As of January 29, the company said that it will force the closure of any remaining open positions in XRP instruments including XRPUSD, XRPEUR, and XRPBTC CFDs, at prevailing market prices.
The full text of the note sent by Admiral Markets reads as follows:
Changes to XRP trading terms
January 14, 2021 12:00
In light of the recent U.S. Securities and Exchange Commission’s (SEC) filing against Ripple Labs Inc, the company behind XRP token, we have seen numerous leading cryptocurrency trading venues are suspending the ability to trade XRP tokens.

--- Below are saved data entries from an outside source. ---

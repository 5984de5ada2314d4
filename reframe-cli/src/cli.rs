// reframe-cli/src/cli.rs
//
// Defines the command-line argument structures using clap.

use clap::{Parser, Subcommand};
use reframe_core::{Rotation, VideoCodec};
use std::path::PathBuf;

// --- CLI Argument Definition ---

#[derive(Parser, Debug)]
#[command(
    author,
    version, // Reads from Cargo.toml via "cargo" feature in clap
    about = "Reframe: convert videos to a 1080x1920 (9:16) letterboxed canvas",
    long_about = "Scales each video to fit a 1080x1920 portrait canvas, pads it with black bars \
                  and re-encodes it with ffmpeg. Outputs go to a subdirectory next to each source."
)]
pub struct Cli {
    #[command(subcommand)]
    pub command: Commands,

    /// Enable debug output on the console
    #[arg(short, long, global = true, default_value_t = false)]
    pub verbose: bool,

    /// Also write a full debug log to a timestamped file in this directory
    #[arg(long, global = true, value_name = "LOG_DIR")]
    pub log_dir: Option<PathBuf>,
}

#[derive(Subcommand, Debug)]
pub enum Commands {
    /// Converts video files and directories to 9:16
    Convert(ConvertArgs),
    /// Reports whether ffmpeg and ffprobe are usable
    Check(ToolArgs),
    /// Shows how a single file would be converted, without converting it
    Info(InfoArgs),
}

/// Locations of the external tools, shared by every subcommand.
#[derive(clap::Args, Debug, Clone, Default)]
pub struct ToolArgs {
    /// Path to the ffmpeg binary (defaults to a bundled copy or PATH lookup)
    #[arg(long, value_name = "PATH", env = "REFRAME_FFMPEG")]
    pub ffmpeg: Option<PathBuf>,

    /// Path to the ffprobe binary (defaults to a bundled copy or PATH lookup)
    #[arg(long, value_name = "PATH", env = "REFRAME_FFPROBE")]
    pub ffprobe: Option<PathBuf>,
}

#[derive(Parser, Debug)]
pub struct ConvertArgs {
    /// Video files or directories to convert
    #[arg(required = true, value_name = "INPUT")]
    pub inputs: Vec<PathBuf>,

    /// Name of the output subdirectory created next to each source
    #[arg(short, long, value_name = "NAME", default_value = reframe_core::config::DEFAULT_OUTPUT_SUBDIR)]
    pub output_subdir: String,

    /// Output video codec (h264, hevc, av1)
    #[arg(long, value_name = "CODEC", default_value_t = VideoCodec::H264)]
    pub codec: VideoCodec,

    /// Constant quality override instead of matching the source bitrate
    #[arg(long, value_name = "CRF")]
    pub crf: Option<u8>,

    /// Clockwise rotation (0, 90, 180, 270) used instead of the source's rotation tag
    #[arg(long, value_name = "DEGREES")]
    pub rotate: Option<Rotation>,

    /// Maximum number of files converted at once (defaults to the CPU count)
    #[arg(short, long, value_name = "N")]
    pub workers: Option<usize>,

    /// Descend into subdirectories of directory inputs
    #[arg(short, long, default_value_t = false)]
    pub recursive: bool,

    /// Abort any single encode that runs longer than this many seconds
    #[arg(long, value_name = "SECS", value_parser = clap::value_parser!(u64).range(1..))]
    pub timeout: Option<u64>,

    /// Skip re-probing outputs after they are written
    #[arg(long, default_value_t = false)]
    pub no_verify: bool,

    #[command(flatten)]
    pub tools: ToolArgs,
}

#[derive(Parser, Debug)]
pub struct InfoArgs {
    /// Video file to inspect
    #[arg(value_name = "FILE")]
    pub file: PathBuf,

    /// Print the report as JSON on stdout
    #[arg(long, default_value_t = false)]
    pub json: bool,

    /// Codec used for the printed ffmpeg command
    #[arg(long, value_name = "CODEC", default_value_t = VideoCodec::H264)]
    pub codec: VideoCodec,

    /// CRF used for the printed ffmpeg command
    #[arg(long, value_name = "CRF")]
    pub crf: Option<u8>,

    /// Clockwise rotation (0, 90, 180, 270) used instead of the source's rotation tag
    #[arg(long, value_name = "DEGREES")]
    pub rotate: Option<Rotation>,

    #[command(flatten)]
    pub tools: ToolArgs,
}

In response to increased uncertainty regarding the continuity of XRP as a cryptocurrency, and decisions of key market participants beyond our control, we have decided to make the following changes to the trading terms of our CFDs on XRPUSD, XRPEUR and XRPBTC:
- Effective January 13th, 2021, all aforementioned XRP instruments trade in close-only mode. All clients on all account types will not be able to open a new trade or increase their existing open positions in these instruments.
- On January 29th, 2021 between 16.00-17.00 EET (our MetaTrader time zone) we will force the closure of any remaining open positions in XRPUSD, XRPEUR, and XRPBTC CFDs at prevailing market prices as quoted in our trading platform.
Please note that due to worsening liquidity conditions, we reserve the right to initiate a close out of remaining open positions on any date, including or before January 29th.
We remind you all that during anxious market conditions, trading affected instruments involves an increased level of risk. Including the risk, there is also a higher probability to encounter:
- Significantly higher spreads in affected instruments,
- Inability to obtain live market price information and to timely update accrued profits and losses on open positions,
- Longer order execution times and a higher rate of order rejects,
- Risk of orders being executed at worse prices (slippage), and
- Increased holding costs applicable to positions left overnight.
We will closely follow the unfolding situation and continue to adapt accordingly.
Best to our knowledge and according to public information available to us, no other Digital Currency we offer as a CFD instrument is subject to any similar regulatory actions which could significantly affect its trading conditions.